Spanish Valencian (va-ES)
This documentation was updated on November 9, 2023.
Creating grammars
The following subsections describe key issues for working with grammar documents in the Valencian language.
Character encoding
Nuance Recognizer has full internal Unicode support. For example, you can create your grammars using UTF-8 or Latin-1 (also known as ISO-8859-1) character encoding. For example, your grammar header might be:
<?xml version=‘1.0’ encoding=‘UTF-8’?> <grammar xml:lang=“va-ES” version=“1.0” root=“test”>
Below are codes for writing some common Valencian characters. These are useful if you do not have access to a Valencian keyboard, and are typed by pressing the Alt key while entering digits on your keyboard (after typing the last digit, the desired character appears on your screen when you release the Alt key):
Alt/0224 = à | Alt/0237 = í |
---|---|
Alt/0225 = á | Alt/0239 = ï |
Alt/0231 = ç | Alt/0242 = ò |
Alt/0232 = è | Alt/0243 = ó |
Alt/0233 = é | Alt/0249 = ù |
Alt/0250 = ú |
If you do not have access to a keyboard for your target language, you can use the Windows character map. (Choose the “System” font and the “Latin-1” subset.)
Start→Programs→Accessories→System Tools→Character Map
alphanum_lc built-in grammar
The alphanum_lc grammar recognizes a connected string of up to 20 digits and lower case alphabetic characters.
For example, this grammar could be used to recognize a product code or order number.
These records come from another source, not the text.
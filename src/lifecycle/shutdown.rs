//! Shutdown coordination.

use tokio::sync::broadcast;

/// Coordinator for graceful shutdown.
///
/// Provides a broadcast channel that all long-running tasks can subscribe to.
pub struct Shutdown {
    tx: broadcast::Sender<()>,
}

impl Shutdown {
    pub fn new() -> Self {
        let (tx, _) = broadcast::channel(1);
        Self { tx }
    }

    pub fn subscribe(&self) -> broadcast::Receiver<()> {
        self.tx.subscribe()
    }

    pub fn trigger(&self) {
        let _ = self.tx.send(());
    }
}

impl Default for Shutdown {
    fn default() -> Self {
        Self::new()
    }
}
//! Routing table rebuilds on catalog change.

use std::sync::Arc;

use tokio::sync::{broadcast, mpsc};

use crate::discovery::CatalogRecord;
use crate::routing::{MatcherRegistry, RoutingTable, SharedTable, TableError};
use crate::synthesis::Synthesizer;

/// Rebuilds and publishes the routing table from catalog snapshots.
#[derive(Debug, Clone)]
pub struct Reloader {
    table: Arc<SharedTable>,
    synthesizer: Synthesizer,
    registry: MatcherRegistry,
}

impl Reloader {
    pub fn new(table: Arc<SharedTable>, synthesizer: Synthesizer, registry: MatcherRegistry) -> Self {
        Self {
            table,
            synthesizer,
            registry,
        }
    }

    /// Build a table from one snapshot and publish it.
    ///
    /// On error the live table is left untouched.
    pub fn apply(&self, records: &[CatalogRecord]) -> Result<Arc<RoutingTable>, TableError> {
        let table = RoutingTable::from_catalog(records, &self.synthesizer, &self.registry)?;
        self.table.publish(table);
        Ok(self.table.load())
    }

    /// Apply snapshots until shutdown is signalled or the sender goes away.
    pub async fn run(
        self,
        mut updates: mpsc::UnboundedReceiver<Vec<CatalogRecord>>,
        mut shutdown: broadcast::Receiver<()>,
    ) {
        loop {
            tokio::select! {
                update = updates.recv() => {
                    let Some(records) = update else {
                        tracing::info!("Catalog updates closed");
                        break;
                    };
                    if let Err(e) = self.apply(&records) {
                        tracing::error!(route = %e.route(), error = %e, "Rejected routing table rebuild");
                    }
                }
                _ = shutdown.recv() => {
                    tracing::info!("Reload loop stopping");
                    break;
                }
            }
        }
    }
}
Characters are the letters a-z, and à, á, ç, è, é, í, ï, ò, ó, ù, and ú.
Digits are 0-9.
Non-alphanumeric characters such as hyphens (-), dots (.), and underscores (_) are not recognized; if spoken they reduce recognition accuracy.
Returned keys/values
MEANING | Contains a string of ISO-8859-1 digits and lowercase letters, with no embedded spaces. |
---|---|
SWI_literal | Contains the exact text that was recognized. |
Note: the alphanum_lc built-in grammar replaces the alphanum built-in grammar.
alphanum built-in grammar
The alphanum grammar recognizes a connected string of up to 20 digits and alphabetic characters. For example, this grammar could be used to recognize a product code or order number.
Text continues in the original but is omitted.